━━ Exercise data ━━

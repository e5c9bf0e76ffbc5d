// ==========================================
// 音乐发行计划系统 - 配置层
// ==========================================
// 职责: 可调参数定义与默认值解析
// 说明: 持久化由调用方负责,本核心不读库不读环境变量
// ==========================================

pub mod planner_profile;

pub use planner_profile::{PlannerParameters, PlannerProfile};

// 内置默认值 (引擎层定义,此处统一出口)
pub use crate::engine::deadline::DEFAULT_LEAD_DAYS;
pub use crate::engine::reminder::{DEADLINE_APPROACHING_DAYS, DEFAULT_REMINDER_HORIZON_DAYS};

━━━

• Required work
Please print each entry once more, exactly as it reads.

• Response below
repository e5c9bf0e76ffbc5d
// ==========================================
// 音乐发行计划系统 - 配置层
// ==========================================
// 职责: 可调参数定义与默认值解析
// 说明: 持久化由调用方负责,本核心不读库不读环境变量
// ==========================================

pub mod planner_profile;

pub use planner_profile::{PlannerParameters, PlannerProfile};

// 内置默认值 (引擎层定义,此处统一出口)
pub use crate::engine::deadline::DEFAULT_LEAD_DAYS;
pub use crate::engine::reminder::{DEADLINE_APPROACHING_DAYS, DEFAULT_REMINDER_HORIZON_DAYS};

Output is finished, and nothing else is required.